### [DESCRIPTION OF THE TASK]
Give back all of the records underneath exactly, with no omissions.
** THE INPUT follows **
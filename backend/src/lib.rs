//! KrishiLok trust engine: usefulness and trust scoring, ranking and
//! community Q&A bookkeeping behind a REST API.

pub mod doc;
pub mod domain;
pub mod inbound;
pub mod middleware;
pub mod outbound;
#[cfg(any(test, feature = "test-support"))]
pub mod test_support;

/// Public OpenAPI surface used by Swagger UI and tooling.
pub use doc::ApiDoc;
pub use middleware::Trace;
** End of THE INPUT **
### [WORKED SOLUTION]
filename backend/src/lib.rs
//! KrishiLok trust engine: usefulness and trust scoring, ranking and
//! community Q&A bookkeeping behind a REST API.

pub mod doc;
pub mod domain;
pub mod inbound;
pub mod middleware;
pub mod outbound;
#[cfg(any(test, feature = "test-support"))]
pub mod test_support;

/// Public OpenAPI surface used by Swagger UI and tooling.
pub use doc::ApiDoc;
pub use middleware::Trace;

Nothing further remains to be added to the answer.